How many languages do you speak?

[00:18:34] Lily Allen-Duenas: Okay. That’s good. I’m happy to hear that. How many dialects do you speak?

[00:18:38] Motolani Aransiola: I would say that I speak, let’s say three.. So I speak English and Yoruba fluently and I have a very basic knowledge of French. I started sometimes ago and, um, life just got in the way and I’ve not been able to pick it back up. So, I’m very very interested in picking it up sometime soon. 

[00:18:59] Lily Allen-Duenas: It’s a hard language. I speak it at a basic level as well. It’s hard, I think, to progress really far in it, because there’s just the grammar. There’s so many verb tenses. I’m very comfortable in like three tenses. I just don’t want to get into more than that. 

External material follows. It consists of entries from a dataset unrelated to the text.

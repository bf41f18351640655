//! # Component: Kinds, Sets and Columnar Storage
//!
//! Components are plain `Copy` records: a `Position`, a `Mesh` reference, a
//! `Script` slot. The store has to hold a *dynamic* set of them per archetype,
//! so each archetype keeps one [`ComponentColumn`] per component kind.
//!
//! ## Kinds instead of `TypeId`
//!
//! Every component type carries a compile-time [`ComponentKind`], a small
//! integer. An archetype's signature is a [`ComponentSet`]: a bitmask over
//! those integers. Two archetypes are equal when their masks are equal, and a
//! query matches when `archetype & required == required`. No reflection, no
//! hashing of type ids, and iteration order is always ascending by kind.
//!
//! ## Storage
//!
//! A column is a `Vec<T>` behind a small object-safe trait, so the data for
//! one kind is contiguous and can be handed out as `&[T]` / `&mut [T]`. Moving
//! a row between archetypes goes through the trait (`move_row`) so migration
//! never needs to know `T`.

use std::any::Any;
use std::fmt;

use crate::components::{EntityUuid, Mesh, Position, Rotation, Scale, Script};
use crate::camera::Camera;

/// Compile-time id of a component kind. The discriminant is the bit index in
/// a [`ComponentSet`].
#[derive(Debug, Clone, Copy, PartialEq, Eq, Hash, PartialOrd, Ord)]
#[repr(u8)]
pub enum ComponentKind {
    Position = 0,
    Rotation = 1,
    Scale = 2,
    Mesh = 3,
    Camera = 4,
    Script = 5,
    Uuid = 6,
}

impl ComponentKind {
    /// Every kind, in ascending id order.
    pub const ALL: [ComponentKind; 7] = [
        ComponentKind::Position,
        ComponentKind::Rotation,
        ComponentKind::Scale,
        ComponentKind::Mesh,
        ComponentKind::Camera,
        ComponentKind::Script,
        ComponentKind::Uuid,
    ];

    /// Numeric id of this kind.
    pub const fn id(self) -> u8 {
        self as u8
    }

    const fn bit(self) -> u16 {
        1 << (self as u8)
    }
}

/// A sorted set of component kinds, stored as a bitmask. This is the
/// archetype signature. Ordered by raw bits so archetype iteration is
/// deterministic.
#[derive(Clone, Copy, PartialEq, Eq, Hash, PartialOrd, Ord, Default)]
pub struct ComponentSet(u16);

impl ComponentSet {
    pub const EMPTY: Self = Self(0);

    /// Build a set from a list of kinds. Duplicates collapse.
    pub const fn of(kinds: &[ComponentKind]) -> Self {
        let mut bits = 0u16;
        let mut i = 0;
        while i < kinds.len() {
            bits |= kinds[i].bit();
            i += 1;
        }
        Self(bits)
    }

    /// A copy of this set with `kind` added.
    pub const fn with(self, kind: ComponentKind) -> Self {
        Self(self.0 | kind.bit())
    }

    /// A copy of this set with `kind` removed.
    pub const fn without(self, kind: ComponentKind) -> Self {
        Self(self.0 & !kind.bit())
    }

    pub const fn union(self, other: Self) -> Self {
        Self(self.0 | other.0)
    }

    pub const fn intersection(self, other: Self) -> Self {
        Self(self.0 & other.0)
    }

    pub const fn contains(self, kind: ComponentKind) -> bool {
        self.0 & kind.bit() != 0
    }

    /// Superset check used by queries.
    pub const fn contains_all(self, other: Self) -> bool {
        self.0 & other.0 == other.0
    }

    pub const fn len(self) -> usize {
        self.0.count_ones() as usize
    }

    pub const fn is_empty(self) -> bool {
        self.0 == 0
    }

    /// Raw bitmask, useful for diagnostics and stable ordering.
    pub const fn bits(self) -> u16 {
        self.0
    }

    /// Iterate the kinds in ascending id order.
    pub fn iter(self) -> impl Iterator<Item = ComponentKind> {
        ComponentKind::ALL.into_iter().filter(move |k| self.contains(*k))
    }
}

impl fmt::Debug for ComponentSet {
    fn fmt(&self, f: &mut fmt::Formatter<'_>) -> fmt::Result {
        f.debug_set().entries(self.iter()).finish()
    }
}

impl FromIterator<ComponentKind> for ComponentSet {
    fn from_iter<I: IntoIterator<Item = ComponentKind>>(iter: I) -> Self {
        iter.into_iter().fold(Self::EMPTY, |set, k| set.with(k))
    }
}

/// A component value of any kind. Used where the concrete type is only known
/// at runtime: persistence, deferred commands, diagnostics.
#[derive(Debug, Clone, Copy, PartialEq)]
pub enum ComponentValue {
    Position(Position),
    Rotation(Rotation),
    Scale(Scale),
    Mesh(Mesh),
    Camera(Camera),
    Script(Script),
    Uuid(EntityUuid),
}

impl ComponentValue {
    pub fn kind(&self) -> ComponentKind {
        match self {
            ComponentValue::Position(_) => ComponentKind::Position,
            ComponentValue::Rotation(_) => ComponentKind::Rotation,
            ComponentValue::Scale(_) => ComponentKind::Scale,
            ComponentValue::Mesh(_) => ComponentKind::Mesh,
            ComponentValue::Camera(_) => ComponentKind::Camera,
            ComponentValue::Script(_) => ComponentKind::Script,
            ComponentValue::Uuid(_) => ComponentKind::Uuid,
        }
    }
}

/// A fixed-shape record that can live in archetype storage.
pub trait Component: Copy + Default + fmt::Debug + Send + Sync + 'static {
    const KIND: ComponentKind;

    fn into_value(self) -> ComponentValue;

    fn from_value(value: ComponentValue) -> Option<Self>;
}

macro_rules! impl_component {
    ($($T:ident => $kind:ident),+ $(,)?) => {
        $(
            impl Component for $T {
                const KIND: ComponentKind = ComponentKind::$kind;

                fn into_value(self) -> ComponentValue {
                    ComponentValue::$kind(self)
                }

                fn from_value(value: ComponentValue) -> Option<Self> {
                    match value {
                        ComponentValue::$kind(v) => Some(v),
                        _ => None,
                    }
                }
            }

            impl From<$T> for ComponentValue {
                fn from(value: $T) -> Self {
                    ComponentValue::$kind(value)
                }
            }
        )+
    };
}

impl_component!(
    Position => Position,
    Rotation => Rotation,
    Scale => Scale,
    Mesh => Mesh,
    Camera => Camera,
    Script => Script,
    EntityUuid => Uuid,
);

/// Object-safe view of a `Vec<T>` column.
trait ColumnStorage: Send + Sync {
    fn len(&self) -> usize;
    fn swap_remove(&mut self, row: usize);
    /// Swap-remove `row` from `self` and push it onto `dst`.
    fn move_row(&mut self, row: usize, dst: &mut dyn ColumnStorage);
    fn value_at(&self, row: usize) -> ComponentValue;
    fn as_any(&self) -> &dyn Any;
    fn as_any_mut(&mut self) -> &mut dyn Any;
}

impl<T: Component> ColumnStorage for Vec<T> {
    fn len(&self) -> usize {
        Vec::len(self)
    }

    fn swap_remove(&mut self, row: usize) {
        Vec::swap_remove(self, row);
    }

    fn move_row(&mut self, row: usize, dst: &mut dyn ColumnStorage) {
        let value = Vec::swap_remove(self, row);
        dst.as_any_mut()
            .downcast_mut::<Vec<T>>()
            .unwrap_or_else(|| {
                panic!(
                    "Column kind mismatch while migrating `{}`",
                    std::any::type_name::<T>()
                )
            })
            .push(value);
    }

    fn value_at(&self, row: usize) -> ComponentValue {
        self[row].into_value()
    }

    fn as_any(&self) -> &dyn Any {
        self
    }

    fn as_any_mut(&mut self) -> &mut dyn Any {
        self
    }
}

/// A contiguous column holding every value of one component kind in an
/// archetype.
///
/// Type correctness is checked with a downcast on access; a mismatch means the
/// archetype bookkeeping is broken and panics.
pub struct ComponentColumn {
    kind: ComponentKind,
    data: Box<dyn ColumnStorage>,
}

impl ComponentColumn {
    /// Create an empty column for `T`.
    pub fn new<T: Component>() -> Self {
        Self {
            kind: T::KIND,
            data: Box::new(Vec::<T>::new()),
        }
    }

    /// Create an empty column for a runtime kind.
    pub fn for_kind(kind: ComponentKind) -> Self {
        match kind {
            ComponentKind::Position => Self::new::<Position>(),
            ComponentKind::Rotation => Self::new::<Rotation>(),
            ComponentKind::Scale => Self::new::<Scale>(),
            ComponentKind::Mesh => Self::new::<Mesh>(),
            ComponentKind::Camera => Self::new::<Camera>(),
            ComponentKind::Script => Self::new::<Script>(),
            ComponentKind::Uuid => Self::new::<EntityUuid>(),
        }
    }

    pub fn kind(&self) -> ComponentKind {
        self.kind
    }

    fn vec<T: Component>(&self) -> &Vec<T> {
        self.data.as_any().downcast_ref().unwrap_or_else(|| {
            panic!(
                "Component type mismatch: expected `{}` in {:?} column",
                std::any::type_name::<T>(),
                self.kind
            )
        })
    }

    fn vec_mut<T: Component>(&mut self) -> &mut Vec<T> {
        let kind = self.kind;
        self.data.as_any_mut().downcast_mut().unwrap_or_else(|| {
            panic!(
                "Component type mismatch: expected `{}` in {:?} column",
                std::any::type_name::<T>(),
                kind
            )
        })
    }

    /// Push a typed component onto the end of the column.
    pub fn push<T: Component>(&mut self, value: T) {
        self.vec_mut::<T>().push(value);
    }

    /// Push a runtime-typed value. Panics if the value's kind is not this
    /// column's kind.
    pub fn push_value(&mut self, value: ComponentValue) {
        match value {
            ComponentValue::Position(v) => self.push(v),
            ComponentValue::Rotation(v) => self.push(v),
            ComponentValue::Scale(v) => self.push(v),
            ComponentValue::Mesh(v) => self.push(v),
            ComponentValue::Camera(v) => self.push(v),
            ComponentValue::Script(v) => self.push(v),
            ComponentValue::Uuid(v) => self.push(v),
        }
    }

    /// Overwrite the value at `row`. Panics if the value's kind is not this
    /// column's kind.
    pub fn set_value(&mut self, row: usize, value: ComponentValue) {
        match value {
            ComponentValue::Position(v) => *self.get_mut(row) = v,
            ComponentValue::Rotation(v) => *self.get_mut(row) = v,
            ComponentValue::Scale(v) => *self.get_mut(row) = v,
            ComponentValue::Mesh(v) => *self.get_mut(row) = v,
            ComponentValue::Camera(v) => *self.get_mut(row) = v,
            ComponentValue::Script(v) => *self.get_mut(row) = v,
            ComponentValue::Uuid(v) => *self.get_mut(row) = v,
        }
    }

    /// Push the kind's default value.
    pub fn push_default(&mut self) {
        match self.kind {
            ComponentKind::Position => self.push(Position::default()),
            ComponentKind::Rotation => self.push(Rotation::default()),
            ComponentKind::Scale => self.push(Scale::default()),
            ComponentKind::Mesh => self.push(Mesh::default()),
            ComponentKind::Camera => self.push(Camera::default()),
            ComponentKind::Script => self.push(Script::default()),
            ComponentKind::Uuid => self.push(EntityUuid::default()),
        }
    }

    pub fn get<T: Component>(&self, row: usize) -> &T {
        &self.vec::<T>()[row]
    }

    pub fn get_mut<T: Component>(&mut self, row: usize) -> &mut T {
        &mut self.vec_mut::<T>()[row]
    }

    /// The whole column as a slice.
    pub fn as_slice<T: Component>(&self) -> &[T] {
        self.vec::<T>()
    }

    pub fn as_mut_slice<T: Component>(&mut self) -> &mut [T] {
        self.vec_mut::<T>()
    }

    /// Runtime-typed copy of the value at `row`.
    pub fn value(&self, row: usize) -> ComponentValue {
        self.data.value_at(row)
    }

    /// Swap-remove the value at `row`, dropping it.
    pub fn swap_remove(&mut self, row: usize) {
        self.data.swap_remove(row);
    }

    /// Swap-remove the value at `row` and append it to `dst`, which must be a
    /// column of the same kind.
    pub fn move_row_to(&mut self, row: usize, dst: &mut ComponentColumn) {
        debug_assert_eq!(self.kind, dst.kind);
        self.data.move_row(row, &mut *dst.data);
    }

    /// Number of components stored.
    pub fn len(&self) -> usize {
        self.data.len()
    }

    pub fn is_empty(&self) -> bool {
        self.len() == 0
    }
}

#[cfg(test)]
mod tests {
    use super::*;
    use crate::math::Vec3;

    #[test]
    fn set_is_order_independent() {
        let a = ComponentSet::of(&[ComponentKind::Mesh, ComponentKind::Position]);
        let b = ComponentSet::of(&[ComponentKind::Position, ComponentKind::Mesh, ComponentKind::Mesh]);
        assert_eq!(a, b);
        assert_eq!(a.len(), 2);
        let kinds: Vec<_> = a.iter().collect();
        assert_eq!(kinds, vec![ComponentKind::Position, ComponentKind::Mesh]);
    }

    #[test]
    fn superset_check() {
        let model = ComponentSet::of(&[
            ComponentKind::Position,
            ComponentKind::Rotation,
            ComponentKind::Scale,
            ComponentKind::Mesh,
        ]);
        let drawable = ComponentSet::of(&[ComponentKind::Position, ComponentKind::Mesh]);
        assert!(model.contains_all(drawable));
        assert!(!drawable.contains_all(model));
        assert!(model.contains_all(ComponentSet::EMPTY));
    }

    #[test]
    fn push_and_get() {
        let mut col = ComponentColumn::new::<Position>();
        col.push(Position::new(1.0, 2.0, 3.0));
        col.push(Position::new(4.0, 5.0, 6.0));
        assert_eq!(col.len(), 2);
        assert_eq!(col.get::<Position>(1).value, Vec3::new(4.0, 5.0, 6.0));
        assert_eq!(col.as_slice::<Position>().len(), 2);
    }

    #[test]
    fn swap_remove_middle() {
        let mut col = ComponentColumn::new::<Mesh>();
        col.push(Mesh::new(10, 0));
        col.push(Mesh::new(20, 0));
        col.push(Mesh::new(30, 0));
        col.swap_remove(0);
        assert_eq!(col.len(), 2);
        assert_eq!(col.get::<Mesh>(0).mesh_index, 30);
        assert_eq!(col.get::<Mesh>(1).mesh_index, 20);
    }

    #[test]
    fn move_row_between_columns() {
        let mut src = ComponentColumn::for_kind(ComponentKind::Scale);
        let mut dst = ComponentColumn::for_kind(ComponentKind::Scale);
        src.push(Scale::new(1.0, 1.0, 1.0));
        src.push(Scale::new(5.0, 1.0, 5.0));

        src.move_row_to(1, &mut dst);
        assert_eq!(src.len(), 1);
        assert_eq!(dst.len(), 1);
        assert_eq!(*dst.get::<Scale>(0), Scale::new(5.0, 1.0, 5.0));
    }

    #[test]
    fn push_value_round_trips_through_kind() {
        let mut col = ComponentColumn::for_kind(ComponentKind::Rotation);
        col.push_value(ComponentValue::Rotation(Rotation::new(0.1, 0.2, 0.3)));
        assert_eq!(col.value(0), Rotation::new(0.1, 0.2, 0.3).into_value());
        assert_eq!(col.value(0).kind(), ComponentKind::Rotation);
    }

    #[test]
    #[should_panic(expected = "type mismatch")]
    fn wrong_type_panics() {
        let mut col = ComponentColumn::new::<Position>();
        col.push(Position::default());
        let _ = col.get::<Scale>(0);
    }
}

[00:19:16] Motolani Aransiola: Gender confuses me a lot in French. You have to deal with the gender of whatever you’re talking about after having to wrap your head around verbs and have conversations with the gender of whatever topic you’re talking about. So it’s like a very complex language and it takes so much interest. You have to be very very interested to really learn it. I think that’s it.

How do get in touch with Motolani

[00:19:43] Lily Allen-Duenas: Completely agree. Yes. And so also I was wondering if you wanted to share with our listeners how they can find you online, if they wanted to follow you or ask you a question or get to know you better, I will definitely put the links to your Instagram in our show notes and all on my website, wild yoga, tribe.com. But if you just wanted to mention where they can find you and get in touch.

[00:20:06] Motolani Aransiola: Okay. So, um, if you would like to get in touch with me, you can find me on Instagram at Rhodes, you can enter that. RHODES YOGA NG. Rhodes Yoga NG. That’s for my business page and for my personal page, it is spelled as M O H T O R N E H N Y. So that’s my personal page.

[00:20:33] You can reach me on either page and you can also find me on Google at Google My Business, just find yoga classes in Lagos. So just type in Rhodes Yoga NG and you’ll find me. 

[00:20:47] Lily Allen-Duenas: Perfect. Well thank you so much. for joining me on the show today. It’s been a joy to be with

[00:20:53] Motolani Aransiola: It’s been interesting speaking with you too. Thank you so much. 

Wild Yoga Tribe Podcast Outro

[00:20:57] Lily Allen-Duenas: Thank you so much for tuning in to this episode of the Wild Yoga Tribe podcast. My conversation with Motolani Aransiola was so powerful. She’s a yoga teacher from Nigeria, and as we looked at how she serves her community in Nigeria and how she incorporates healthy living and eating and to her methods and mission, I hope that you found this conversation powerful, inspiring, and then it made you curious about how yoga can teach you that there’s good in the world and that people are inherently good as well. Yoga can help you shape your perspective of the world. And I think Motolani did such a beautiful job of conveying that.

[00:21:40]  Thank you for listening to the Wild Yoga Tribe podcast. Be well.